The organic growing method wasn’t cheap, but Wilczynski contends it produced some of the best cannabis money could buy. Smokey’s marketed its Silver Mountain, DOG, Blueberry Headband and Sour Diesel strains as “naturally flavorful and loaded with terpenes.” Dozens of Colorado dispensaries carried the strains, and business was booming until just after the pandemic.
Photo courtesy of Smokey's Cannabis Co.
That’s when costs caught up. Wilczynski says his break-even point for growing a pound of cannabis hovered around $700. By the summer of 2022, Colorado’s average market rate for unprocessed bud was just $709, according to the state’s Department of Revenue.
Through the first quarter of 2026, it’s down to an all-time low of $607.
Wilczynski acknowledges that plummeting prices affect everyone in the industry. But for high-end, mom-and-pop growers like Smokey’s, the trend was especially difficult. A roughly 64% decrease in peak average market prices from January 2015, including a 46% decrease from October 2021 to July 2022 alone, eventually made doing business impossible.
“The price dropped so low that our cost point of break-even was much higher than most people because of the living soil,” he says. “Even though our cannabis was healthy and people loved it, it didn’t make sense to continue growing anymore because we could not charge the prices to produce it.”
A Byproduct of Legalizing Adult-Use Cannabis
State coffers are reaping the financial windfall as more states across the nation have legalized the plant, first for medical use and then often for adult-use buyers. But the floodgates from medical to adult-use haven’t gone without their share of casualties. As more states give the green light to expanded access, market competition has pushed retail prices nationwide to record lows.
It’s great for consumers focused only on saving money, Wilczynski says. It’s not great for people who want a high-quality product or even something as simple as a good smoke.
He acknowledges that $10 eighths and $40 ounces of flower with 32% THC for sale at dispensaries sounds wonderful on the surface. But behind the curtain, an increase in race-to-the-bottom cultivation practices, including excessive pesticide use, an overreliance on automation, and rushed drying and curing, has Wilczynski skeptical of today’s cannabis quality. When growers cut corners and put price above quality, consumers end up with low-terpene strains that also smoke poorly, he says.

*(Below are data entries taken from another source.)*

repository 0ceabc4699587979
use super::Vec2;

/// Viewport size in logical pixels.
///
/// The renderer uploads this to its view uniform for the logical px -> NDC
/// conversion; the camera uses it to centre the room.
#[derive(Debug, Copy, Clone, Default, PartialEq)]
pub struct Viewport {
    pub width: f32,
    pub height: f32,
}

impl Viewport {
    #[inline]
    pub const fn new(width: f32, height: f32) -> Self {
        Self { width, height }
    }

    #[inline]
    pub fn is_valid(self) -> bool {
        self.width > 0.0 && self.height > 0.0 && self.width.is_finite() && self.height.is_finite()
    }

    #[inline]
    pub fn center(self) -> Vec2 {
        Vec2::new(self.width / 2.0, self.height / 2.0)
    }
}
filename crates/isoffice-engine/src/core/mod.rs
//! Core engine-facing contracts.
//!
//! The stable interface between the runtime (platform loop) and the scene
//! layer: the `App` trait and the per-frame context handed to it.

mod app;
mod ctx;

pub use app::{App, AppControl};
pub use ctx::{FrameCtx, WindowCtx};
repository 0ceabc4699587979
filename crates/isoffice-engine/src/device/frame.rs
/// A single acquired surface frame.
///
/// Short-lived: holding the surface texture blocks acquisition of the next
/// frame, so submit it before returning to the event loop.
pub struct GpuFrame {
    pub surface_texture: wgpu::SurfaceTexture,
    pub view: wgpu::TextureView,
    pub encoder: wgpu::CommandEncoder,
}
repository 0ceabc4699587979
use crate::scene::shapes::ellipse::EllipseCmd;
use crate::scene::shapes::line::LineCmd;
use crate::scene::shapes::polygon::PolygonCmd;

/// Renderer-agnostic draw command stream.
///
/// Extending the scene:
/// - add a new shape module under `scene::shapes::*`
/// - add a new variant here
/// - implement push helpers inside that shape module
/// - teach `render::tessellate` to turn it into triangles
#[derive(Debug, Clone, PartialEq)]
pub enum DrawCmd {
    Polygon(PolygonCmd),
    Ellipse(EllipseCmd),
    Line(LineCmd),
}
use winit::event::WindowEvent;

use super::ctx::{FrameCtx, WindowCtx};

/// Control directive returned by app callbacks.
#[derive(Debug, Copy, Clone, Eq, PartialEq)]
pub enum AppControl {
    Continue,
    Exit,
}

/// Application contract implemented by higher layers.
pub trait App {
    /// Called once after the window and GPU are ready, before the first frame.
    fn on_start(&mut self, window: &WindowCtx<'_>) {
        let _ = window;
    }

    /// Called for raw window events, after input translation.
    fn on_window_event(&mut self, event: &WindowEvent) -> AppControl {
        let _ = event;
        AppControl::Continue
    }

    /// Called once per rendered frame.
    fn on_frame(&mut self, ctx: &mut FrameCtx<'_, '_>) -> AppControl;

    /// Called once when the runtime tears the window down.
    fn on_exit(&mut self) {}
}
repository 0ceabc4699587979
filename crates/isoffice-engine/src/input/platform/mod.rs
//! Platform event translation.

pub mod winit;
use core::cmp::Ordering;

/// Z-ordering key for draw items.
///
/// `layer` groups items the way scene containers do (floor, walls, furniture,
/// ...). Inside a layer, `depth` is the painter's key: higher values appear
/// on top. Depth compares with `f32::total_cmp`, so the order is total even
/// for NaN.
#[derive(Debug, Copy, Clone, Default)]
pub struct ZIndex {
    pub layer: i32,
    pub depth: f32,
}

impl ZIndex {
    #[inline]
    pub const fn new(layer: i32, depth: f32) -> Self {
        Self { layer, depth }
    }

    /// Layer-only index (depth 0).
    #[inline]
    pub const fn layer(layer: i32) -> Self {
        Self { layer, depth: 0.0 }
    }
}

impl Ord for ZIndex {
    #[inline]
    fn cmp(&self, other: &Self) -> Ordering {
        match self.layer.cmp(&other.layer) {
            Ordering::Equal => self.depth.total_cmp(&other.depth),
            o => o,
        }
    }
}

impl PartialOrd for ZIndex {
    #[inline]
    fn partial_cmp(&self, other: &Self) -> Option<Ordering> {
        Some(self.cmp(other))
    }
}

impl PartialEq for ZIndex {
    #[inline]
    fn eq(&self, other: &Self) -> bool {
        self.cmp(other) == Ordering::Equal
    }
}

impl Eq for ZIndex {}
//! Per-frame draw stream.
//!
//! Scene code records polygons, ellipses and lines with a [`ZIndex`]; the
//! [`DrawList`] hands them to the renderer back to front (layer, depth key,
//! then insertion order). Push helpers live next to each command under
//! `shapes`.

mod cmd;
mod list;
mod z_index;

pub mod shapes;

pub use cmd::DrawCmd;
pub use list::{DrawItem, DrawList, SortKey};
pub use shapes::Stroke;
pub use z_index::ZIndex;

The most concerning part, according to Wilcynzski? The average adult-use customer either doesn’t notice or doesn’t care.
“In Colorado, the consumer here just ended up becoming indifferent,” he says. “They’d rather buy cheap weed that tastes like garbage than pay for something that could be healthy and taste better.
“I think it’s a disservice to people that value real cannabis, but it’s the reality of where the industry went. It’s also why the black market is still such a big player.”
Photo courtesy of Smokey's Cannabis Co.
‘We Really Did Something Good’
Wilczynski insists he’s done as a cannabis entrepreneur, though he wishes that wasn’t the case. He relishes his 16 years in business and, above all, the countless people Smokey’s influenced, as well as those who influenced Wilczynski himself.
“I always think of the people who’d thank us for giving them new leases on life,” he says, “like the spouse of a military veteran who told me our product helped her husband with PTSD and gave him back to her.
“What’s satisfying is being able to look back at it all and say, ‘Hey, we really did something good.’ The memories you created, the experiences you had, the people’s lives you improved. That’s all stuff that’ll last forever.”
The only thing that could bring Smokey’s back – and perhaps many of the countless legal cannabis businesses shuttered nationwide in recent years? A dramatic change in market price.
“In our case, we’d need to have customers willing to commit and pay for that price of living soil,” Wilczynski says. “That’s the only way it could happen.
“Until then, the industry will continue becoming more corporate.”